Un coup de hache dans la tête / Raphaël Gaillard

Définition du trouble mental ou psychique, tout en nuances, avec tact et accessibilité, au regard de la pratique quotidienne de ce directeur du pôle hospitalo-universitaire en psychiatrie de l’hôpital Sainte Anne.

Lorsque Diderot écrit dans le Salon de 1765 que « les artistes ont un petit coup de hache dans la tête », il condense l’idée d’un lien (de parenté et non de superposition) entre folie et créativité. Il existe des facteurs de risques génétiques, des variants de gènes qui exposent faiblement au risque.

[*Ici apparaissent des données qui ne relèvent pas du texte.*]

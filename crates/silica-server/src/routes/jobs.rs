//! Synthesis job control.

use std::time::Duration;

use axum::{
    extract::{Path, State},
    http::StatusCode,
    routing::{get, post},
    Json, Router,
};
use serde_json::{json, Value};
use silica_core::synth::SynthParams;

use crate::error::AppError;
use crate::types::{StartJobRequest, WaitJobRequest};
use crate::AppState;

pub fn router() -> Router<AppState> {
    Router::new()
        .route("/sessions/:id/jobs", post(start_job))
        .route("/jobs/:run_id", get(job_status))
        .route("/jobs/:run_id/wait", post(wait_job))
        .route("/jobs/:run_id/cancel", post(cancel_job))
        .route("/jobs/:run_id/metrics", get(job_metrics))
}

async fn start_job(
    State(state): State<AppState>,
    Path(id): Path<String>,
    Json(req): Json<StartJobRequest>,
) -> Result<(StatusCode, Json<Value>), AppError> {
    state.core.sessions.open(&id)?;
    let workspace = state.core.sessions.workspace(&id);
    let params = SynthParams {
        top_module: req.top_module,
        verilog_files: req.verilog_files,
        clock_period_ns: req.clock_period_ns.unwrap_or(10.0),
        utilization: req.utilization.unwrap_or(5),
        aspect_ratio: req.aspect_ratio.unwrap_or(1.0),
        core_margin: req.core_margin.unwrap_or(2.0),
        platform: req.platform.unwrap_or_else(|| "sky130hd".to_string()),
    };
    let run_id = state
        .core
        .jobs
        .start(&workspace, params, req.restart_stuck)
        .await?;
    Ok((StatusCode::ACCEPTED, Json(json!({"run_id": run_id}))))
}

async fn job_status(
    State(state): State<AppState>,
    Path(run_id): Path<String>,
) -> Result<Json<Value>, AppError> {
    let status = state.core.jobs.status(&run_id).await?;
    Ok(Json(serde_json::to_value(status).unwrap_or_default()))
}

async fn wait_job(
    State(state): State<AppState>,
    Path(run_id): Path<String>,
    Json(req): Json<WaitJobRequest>,
) -> Result<Json<Value>, AppError> {
    let wait = Duration::from_secs(req.max_wait_secs.unwrap_or(120).min(600));
    let status = state.core.jobs.wait(&run_id, wait).await?;
    Ok(Json(serde_json::to_value(status).unwrap_or_default()))
}

async fn cancel_job(
    State(state): State<AppState>,
    Path(run_id): Path<String>,
) -> Result<Json<Value>, AppError> {
    state.core.jobs.cancel(&run_id).await?;
    Ok(Json(json!({"run_id": run_id, "cancelled": true})))
}

async fn job_metrics(
    State(state): State<AppState>,
    Path(run_id): Path<String>,
) -> Result<Json<Value>, AppError> {
    let metrics = state.core.jobs.metrics(&run_id).await?;
    Ok(Json(serde_json::to_value(metrics).unwrap_or_default()))
}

Les troubles tiennent à ce qui fait de nous des êtres humains, à notre faculté de nous représenter le monde, à nos manipulations mentales depuis l’espèce sapiens après la bifurcation avec l’homme de Néandertal.

Qu’il s’agisse de la mélancolie selon Aristote, de la tempête des passions selon les Romantiques, ou de la revendication de la liberté radicale chez les surréalistes, tous célèbrent ce lien au point de considérer la folie comme l’ordinaire des hommes exceptionnels.

Pourtant, si la créativité affleure, la maladie dessine des    « trajectoires de vie fragilisées », entrave les patients et « les livre à la souffrance ».

L’auteur a le goût du récit narratif (scansion des silences, non-dits, écoute du souffle), de la subjectivité de la personne singulière et des humanités tout en s’imposant l’objectivité de la science.